Soils that were already thinner in Nyando than in many parts of Kenya have thinned further. “Most of the rainfall is not absorbed anymore. It just runs down straight away,” says Minang. Not only does that make floods more likely, it also impacts how well people eat. Agricultural inputs, like fertilisers and pesticides, seep into the waterways. "Organic matter is mostly washed down, eventually into the lake, right? That has an impact on agricultural productivity, and therefore food security,” he explains.

Food insecurity – leading, perhaps, to a reliance on food aid – often means poor nutrition, and all the systemic health impacts that come with it.

There are tried-and-true manmade innovations that can help brace Nyando against the next deluge. Plans for dams along the rivers Nyando, Yala and Nzoia are in the works. Two dykes, built two decades ago in neighbouring Busia County, have helped limit flood damage there most years. Vaccines, their immunological analogue, control the force of contagion.

But while bad land use practices funnel the effects of the changing climate downhill, concentrating risk along the way, these seem like reactive, partial solutions. Public health, after all, begins upstream from the clinic; antibodies are only one part of human resilience.

“Public health systems need to look at how land management can support nutrition, and reduce the impacts of, in this case, floods,” says Minang. Planting trees will help. “We’ve been trying to promote climate-smart agroforestry in parts of Nyando. The reason is that trees are not necessarily vulnerable to short cycles of rainfall variability.” Trees, and their harvests of fruits or nuts, are more likely to survive.

When maize is flooded, however, “that’s it” – the crop is wasted. “Not only do [trees] increase the production, they help conserve the soil, and they help with managing water and reducing run-off times.”

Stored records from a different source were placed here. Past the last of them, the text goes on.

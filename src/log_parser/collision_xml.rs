use std::fs;
use std::path::Path;

use roxmltree::{Document, Node};
use serde::Serialize;

use crate::error::{RiskError, RiskResult};
use crate::types::GroundTruthCollision;

#[derive(Clone, Copy, Debug, PartialEq, Eq, Serialize)]
#[serde(rename_all = "lowercase")]
pub enum GroundTruthStatus {
    Loaded,
    Missing,
    Malformed,
}

/// Collisions loaded from a simulator artifact, plus whether the artifact was usable.
///
/// An empty `collisions` list with `Loaded` status means the run had no collisions;
/// with any other status it means there is nothing to score against.
#[derive(Clone, Debug, PartialEq, Serialize)]
pub struct GroundTruth {
    pub collisions: Vec<GroundTruthCollision>,
    pub status: GroundTruthStatus,
}

impl GroundTruth {
    pub fn unavailable(status: GroundTruthStatus) -> Self {
        Self {
            collisions: Vec::new(),
            status,
        }
    }

    pub fn is_available(&self) -> bool {
        self.status == GroundTruthStatus::Loaded
    }

    pub fn len(&self) -> usize {
        self.collisions.len()
    }

    pub fn is_empty(&self) -> bool {
        self.collisions.is_empty()
    }
}

fn text_attr(node: &Node, name: &str) -> RiskResult<String> {
    node.attribute(name).map(str::to_string).ok_or_else(|| {
        RiskError::MalformedDocument(format!(
            "collision at byte {} has no '{}' attribute",
            node.range().start,
            name
        ))
    })
}

fn float_attr(node: &Node, name: &str) -> RiskResult<f64> {
    let raw = text_attr(node, name)?;
    raw.trim().parse::<f64>().map_err(|e| {
        RiskError::MalformedDocument(format!("attribute {}='{}' is not numeric: {}", name, raw, e))
    })
}

fn parse_collision(node: &Node) -> RiskResult<GroundTruthCollision> {
    Ok(GroundTruthCollision {
        time: float_attr(node, "time")?,
        kind: text_attr(node, "type")?,
        lane: text_attr(node, "lane")?,
        position: float_attr(node, "pos")?,
        collider_id: text_attr(node, "collider")?,
        victim_id: text_attr(node, "victim")?,
        collider_type: text_attr(node, "colliderType")?,
        victim_type: text_attr(node, "victimType")?,
        collider_speed: float_attr(node, "colliderSpeed")?,
        victim_speed: float_attr(node, "victimSpeed")?,
    })
}

/// Parse every `<collision>` element anywhere in the document, in document order.
///
/// Any syntax error or bad attribute fails the whole document.
pub fn parse_collision_xml(text: &str) -> RiskResult<Vec<GroundTruthCollision>> {
    let doc = Document::parse(text).map_err(|e| RiskError::MalformedDocument(e.to_string()))?;

    doc.descendants()
        .filter(|n| n.has_tag_name("collision"))
        .map(|n| parse_collision(&n))
        .collect()
}

/// Load the simulator's collision output, logging instead of failing.
pub fn load_collision_log(path: impl AsRef<Path>) -> GroundTruth {
    let path = path.as_ref();

    let text = match fs::read_to_string(path) {
        Ok(text) => text,
        Err(e) => {
            log::error!("Error reading collision log {}: {}", path.display(), e);
            return GroundTruth::unavailable(GroundTruthStatus::Missing);
        }
    };

    match parse_collision_xml(&text) {
        Ok(collisions) => {
            log::info!("Loaded {} collisions from {}", collisions.len(), path.display());
            GroundTruth {
                collisions,
                status: GroundTruthStatus::Loaded,
            }
        }
        Err(e) => {
            log::error!("Error parsing the collision log file {}: {}", path.display(), e);
            GroundTruth::unavailable(GroundTruthStatus::Malformed)
        }
    }
}

#[cfg(test)]
mod tests {
    use super::*;

    const SAMPLE: &str = r#"<?xml version="1.0" encoding="UTF-8"?>
<collisions>
    <collision time="42.50" type="collision" lane="E1_0" pos="118.31"
               collider="right_7" victim="left_3" colliderType="DEFAULT_VEHTYPE"
               victimType="DEFAULT_VEHTYPE" colliderSpeed="13.89" victimSpeed="0.00"/>
    <step time="43.00">
        <collision time="43.00" type="collision" lane=":J1_2_0" pos="3.1"
                   collider="up_1" victim="down_2" colliderType="car"
                   victimType="truck" colliderSpeed="8" victimSpeed="7.5"/>
    </step>
</collisions>
"#;

    #[test]
    fn test_parse_collisions_in_document_order() {
        let collisions = parse_collision_xml(SAMPLE).unwrap();
        assert_eq!(collisions.len(), 2);

        let first = &collisions[0];
        assert_eq!(first.time, 42.5);
        assert_eq!(first.kind, "collision");
        assert_eq!(first.lane, "E1_0");
        assert_eq!(first.position, 118.31);
        assert_eq!(first.collider_id, "right_7");
        assert_eq!(first.victim_id, "left_3");
        assert_eq!(first.collider_speed, 13.89);
        assert_eq!(first.victim_speed, 0.0);

        assert_eq!(collisions[1].collider_id, "up_1");
        assert_eq!(collisions[1].victim_type, "truck");
    }

    #[test]
    fn test_empty_root_is_zero_collisions() {
        assert!(parse_collision_xml("<collisions/>").unwrap().is_empty());
    }

    #[test]
    fn test_malformed_xml_is_document_error() {
        let err = parse_collision_xml("<collisions><collision time=\"1\"").unwrap_err();
        assert!(matches!(err, RiskError::MalformedDocument(_)));
        assert!(parse_collision_xml("").is_err());
    }

    #[test]
    fn test_bad_attribute_fails_whole_document() {
        let xml = SAMPLE.replace("colliderSpeed=\"8\"", "colliderSpeed=\"fast\"");
        assert!(matches!(
            parse_collision_xml(&xml),
            Err(RiskError::MalformedDocument(_))
        ));

        let xml = SAMPLE.replace("victim=\"left_3\" ", "");
        assert!(parse_collision_xml(&xml).is_err());
    }

    #[test]
    fn test_load_distinguishes_missing_malformed_and_empty() {
        let missing = load_collision_log("/nonexistent/collision_log.txt");
        assert_eq!(missing.status, GroundTruthStatus::Missing);
        assert!(!missing.is_available());

        let dir = std::env::temp_dir();
        let bad = dir.join(format!("collision_bad_{}.xml", std::process::id()));
        let empty = dir.join(format!("collision_empty_{}.xml", std::process::id()));
        fs::write(&bad, "<collisions><collision").unwrap();
        fs::write(&empty, "<collisions></collisions>").unwrap();

        let malformed = load_collision_log(&bad);
        let zero = load_collision_log(&empty);
        fs::remove_file(&bad).ok();
        fs::remove_file(&empty).ok();

        assert_eq!(malformed.status, GroundTruthStatus::Malformed);
        assert!(malformed.is_empty());
        assert!(zero.is_available());
        assert!(zero.is_empty());
    }
}
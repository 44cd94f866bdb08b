//! Parsers that rebuild structured records from the detector's text logs and
//! the simulator's XML collision output.
//!
//! Every grammar comes in two flavours: a strict `parse_*` that returns
//! `RiskResult`, and a tolerant `load_*` that logs and degrades to an empty
//! result so one bad file never stops an evaluation run.

pub mod collision_xml;
pub mod prediction_log;
pub mod warning_log;

pub use collision_xml::{load_collision_log, parse_collision_xml, GroundTruth, GroundTruthStatus};
pub use prediction_log::{load_prediction_log, parse_prediction_line, parse_prediction_log};
pub use warning_log::{load_warning_log, parse_warning_line, parse_warning_log};

use std::fs;
use std::path::Path;

use chrono::{NaiveDate, NaiveDateTime, NaiveTime};

use crate::error::{RiskError, RiskResult};
use crate::event_log::TIMESTAMP_WIDTH;

/// Timestamp prefix of a log line, split the way the warning records carry it.
#[derive(Clone, Copy, Debug, PartialEq, Eq)]
pub struct LogStamp {
    pub date: NaiveDate,
    pub time: NaiveTime,
    pub sequence_number: u32,
}

/// Split `YYYY-MM-DD HH:MM:SS,mmm:<message>` into its stamp and message.
pub fn split_timestamp(line: &str) -> RiskResult<(LogStamp, &str)> {
    let prefix = line
        .get(..TIMESTAMP_WIDTH)
        .ok_or_else(|| RiskError::malformed_line("line shorter than timestamp prefix"))?;

    let (seconds, millis) = prefix
        .split_once(',')
        .ok_or_else(|| RiskError::malformed_line("timestamp has no millisecond field"))?;

    let parsed = NaiveDateTime::parse_from_str(seconds, "%Y-%m-%d %H:%M:%S")
        .map_err(|e| RiskError::malformed_line(format!("bad timestamp '{}': {}", seconds, e)))?;

    if millis.len() != 3 || !millis.bytes().all(|b| b.is_ascii_digit()) {
        return Err(RiskError::malformed_line(format!(
            "bad millisecond field '{}'",
            millis
        )));
    }
    let sequence_number: u32 = millis
        .parse()
        .map_err(|_| RiskError::malformed_line(format!("bad millisecond field '{}'", millis)))?;

    let message = line[TIMESTAMP_WIDTH..]
        .strip_prefix(':')
        .ok_or_else(|| RiskError::malformed_line("missing ':' after timestamp"))?;

    Ok((
        LogStamp {
            date: parsed.date(),
            time: parsed.time(),
            sequence_number,
        },
        message.trim_end_matches(['\r', '\n']),
    ))
}

/// Apply a line parser to every line, skipping and logging the malformed ones.
///
/// `parse_line` returns `Ok(None)` for lines that belong to some other record
/// type; those are skipped silently.
pub(crate) fn parse_lines<T>(
    text: &str,
    mut parse_line: impl FnMut(&str) -> RiskResult<Option<T>>,
) -> Vec<T> {
    let mut records = Vec::new();
    for (idx, line) in text.lines().enumerate() {
        match parse_line(line) {
            Ok(Some(record)) => records.push(record),
            Ok(None) => {}
            Err(e) => log::warn!("Skipping line: {}", e.at_line(idx + 1)),
        }
    }
    records
}

/// Read a whole log file, logging and returning `None` on failure.
pub(crate) fn read_log(path: &Path) -> Option<String> {
    match fs::read_to_string(path) {
        Ok(text) => Some(text),
        Err(e) if e.kind() == std::io::ErrorKind::NotFound => {
            log::error!("File not found: {}", path.display());
            None
        }
        Err(e) => {
            log::error!("Error reading log file {}: {}", path.display(), e);
            None
        }
    }
}
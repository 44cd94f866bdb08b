use std::path::PathBuf;

use anyhow::{bail, Result};
use clap::Parser;
use serde_json::json;

use collision_risk::evaluation::{compare, prediction_divergence};
use collision_risk::log_parser::{load_collision_log, load_prediction_log, load_warning_log};

#[derive(Parser, Debug)]
#[command(name = "evaluate")]
#[command(about = "Score collision warnings against the simulator's collision log", long_about = None)]
struct Args {
    /// Simulator collision output (XML)
    #[arg(long, default_value = "collision_log.txt")]
    collisions: PathBuf,

    /// Warning log per strategy as NAME=PATH (repeatable)
    #[arg(
        long = "warnings",
        value_name = "NAME=PATH",
        value_parser = parse_named_path,
        default_values = ["kalman=warnings_kalman.log", "constant-velocity=warnings_constant-velocity.log"]
    )]
    warnings: Vec<(String, PathBuf)>,

    /// Prediction trace to summarise (optional)
    #[arg(long)]
    predictions: Option<PathBuf>,

    /// Print JSON instead of text
    #[arg(long, default_value_t = false)]
    json: bool,
}

fn parse_named_path(raw: &str) -> Result<(String, PathBuf), String> {
    match raw.split_once('=') {
        Some((name, path)) if !name.is_empty() && !path.is_empty() => {
            Ok((name.to_string(), PathBuf::from(path)))
        }
        _ => Err(format!("expected NAME=PATH, got '{}'", raw)),
    }
}

fn main() -> Result<()> {
    env_logger::Builder::from_env(env_logger::Env::default().default_filter_or("info")).init();
    let args = Args::parse();

    let ground_truth = load_collision_log(&args.collisions);
    if !ground_truth.is_available() {
        bail!(
            "no ground truth available from {} ({:?})",
            args.collisions.display(),
            ground_truth.status
        );
    }

    let strategies: Vec<(String, _)> = args
        .warnings
        .iter()
        .map(|(name, path)| (name.clone(), load_warning_log(path)))
        .collect();
    let reports = compare(&ground_truth.collisions, &strategies);

    let divergence = args
        .predictions
        .as_ref()
        .map(|path| prediction_divergence(&load_prediction_log(path)));

    if args.json {
        let output = json!({
            "collisions": args.collisions,
            "total_collisions": ground_truth.len(),
            "reports": reports,
            "prediction_divergence": divergence,
        });
        println!("{}", serde_json::to_string_pretty(&output)?);
        return Ok(());
    }

    for (i, report) in reports.iter().enumerate() {
        if i > 0 {
            println!();
        }
        println!("{} Analysis:", report.strategy);
        println!("{}", report);
        println!("Warnings: {}", report.total_warnings);
    }

    if let Some(divergence) = divergence {
        println!("\nPrediction Divergence:");
        println!("{}", divergence);
    }

    Ok(())
}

After the flood waters recede, or the drought ends, you might scan the landscape for the first green  shoots of recovery. In 2020, amid that other disaster, Nyando’s public health department managed to mount a catch-up childhood vaccination programme to help close immunity gaps that widened during 2019’s upheavals. Though last year saw more floods and more displacement in Nyando, many of the people who were relocated to camps in 2019 have found the means to return home, or move on.

But others, Welangai tells me, have been living in tents for more than two years. In the community he is visiting on the day I call, those left-behind people are predominantly women, children and elderly people. “The young men,” he says, with more than a hint of judgement, “they chicken out – they go to urban areas.” Mothers stay to care for their kids; “the elderly have nowhere to go.” Climate resilience is inequitably distributed at every level.

“So, we have to prioritise them,” says Welangai. “We are beginning there.”